Now let’s see how MNMF is relevant to NPoS. For an instance $$(N\cup S, E, b)$$, we need to choose an affordable weight vector $$w$$ according to some sensible objective, which intuitively maximizes the validators’ supports. The two objective functions that first come to mind are maximizing

• the support of any validator: $$\min_{v\in S} supp_w(v),$$

• the total support of any group of $$\lfloor m/3 \rfloor$$ validators: $$\min_{A\subseteq S, \ |A|=\lfloor m/3 \rfloor} \sum_{v\in A} supp_w(v).$$

We show now that an optimal solution $$w^*$$ to MNMF is simultaneously maximal with respect to both of these objective functions. In fact, it is simultaneously maximal with respect to the family of objective functions

$F_{k}(w) := \min_{A\subseteq S, \ |A|=k} \sum_{v\in A} supp_w(v),$

parameterized by $$k=1,\cdots,m$$.

Furthermore, if we want to maximize objective $$F_k$$, but subordinate to that we also want to minimize the total amount of stake used, we show that we achieve this by a simple truncation of vector $$w^*$$ into a vector $$w^k$$, defined as follows.

Algorithm 2.1: Definition of $$w^k$$ for a fixed parameter $$k\in\{1,\cdots,m\}$$.

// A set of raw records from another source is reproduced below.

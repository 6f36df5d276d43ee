//! # Veneer 页面增强内核
//!
//! Veneer 是一个页面增强套件的模块生命周期内核：增强功能以模块为
//! 单位注册到内核，内核负责解析模块的子选项、按启用状态激活模块、
//! 隔离单个模块的失败，并在停用时按登记顺序执行模块积累的清理动作。
//!
//! ## 核心概念
//!
//! - **模块描述符**（[`module::ModuleDescriptor`]）：模块的标识、展示
//!   信息、子选项模式和生命周期入口（`main` 必选，`init`/`unload` 可选）
//! - **模块注册表**（[`module::ModuleRegistry`]）：按注册顺序保存描述符，
//!   维护启用状态，拒绝重复 ID
//! - **生命周期执行器**（[`module::LifecycleRunner`]）：在独立任务中执行
//!   模块入口，`init` 每个进程至多成功一次，失败绝不波及其他模块
//! - **卸载上下文**（[`module::UnloaderContext`]）：每次激活独立的清理
//!   动作累加器，按登记顺序执行，幂等，迟到的登记立即执行
//!
//! ## 快速开始
//!
//! ```rust,no_run
//! use veneer_core::{ModuleDescriptor, VeneerCore};
//!
//! #[tokio::main]
//! async fn main() -> veneer_core::Result<()> {
//!     let core = VeneerCore::with_defaults();
//!
//!     let descriptor = ModuleDescriptor::builder("theme", "页面主题")
//!         .main(|_options, ctx| async move {
//!             // 应用增强，登记清理动作
//!             ctx.add_function(|| { /* 还原页面 */ }).await;
//!             Ok(())
//!         })
//!         .build()?;
//!     core.register_module(descriptor).await?;
//!
//!     core.start().await?;
//!     core.settle().await?;
//!     core.shutdown().await?;
//!     Ok(())
//! }
//! ```

pub mod api;
pub mod core;
pub mod module;
pub mod utils;

// ==================== 常用类型重导出 ====================

pub use crate::api::{CoreState, VeneerCore};
pub use crate::core::config::{CoreConfig, CoreConfigBuilder, LogConfig, ModuleConfig};
pub use crate::module::{
    ContextState, InstanceInfo, LifecycleRunner, ModuleDescriptor, ModuleRegistry, ModuleState,
    ModuleSummary, Removable, ResolvedOptions, StoredValues, Suboption, SuboptionKind,
    SuboptionValidator, UnloaderContext,
};
pub use crate::utils::{CoreError, Result};

/// 内核版本号
pub const VERSION: &str = env!("CARGO_PKG_VERSION");

#[cfg(test)]
mod tests {
    use super::*;

    #[test]
    fn test_version_follows_cargo() {
        assert_eq!(VERSION, env!("CARGO_PKG_VERSION"));
        assert!(!VERSION.is_empty());
    }
}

1. Find an optimal (maximally affordable) vector $$w^{*}$$ for MNMF.

2. Order the validators $$S=\{ v_1, \cdots, v_m \}$$ by support, so that $$supp_{w^{*}}(v_1)\leq \cdots \leq supp_{w^{*}}(v_m).$$

3. Define $$w^k$$ from $$w^*$$ by setting, for each $$n\in N$$ and $$i\in\{1,\cdots m\}$$, $$w^k_{nv_i }=w^*_{nv_i}\cdot\min\Big\{1,\frac{supp_{w^*}(v_i)}{supp_{w^*}(v_k)}\Big\}.$$

4. Output $$w^k$$.

Theorem 2.2: For a given instance $$(N\cup S, b)$$ and a given parameter $$k$$, consider the weight vectors $$w^{*}$$ and $$w^k$$ defined above. Then:

1. $$F_k(w^*)\geq F_k(w)$$ for any affordable weight vector $$w$$ (i.e. $$w^{*}$$ is optimal for $$F_k),$$

2. $$F_k(w^k)=F_k(w^{*})$$ (i.e. $$w^k$$ is still optimal for $$F_k$$), and

3. $$\|supp_{w^k}\|_1 \leq \|supp_w\|_1$$ for any affordable weight vector $$w$$ with $$F_k(w^k)=F_k(w)$$ (i.e. $$w^k$$ is budget-minimal).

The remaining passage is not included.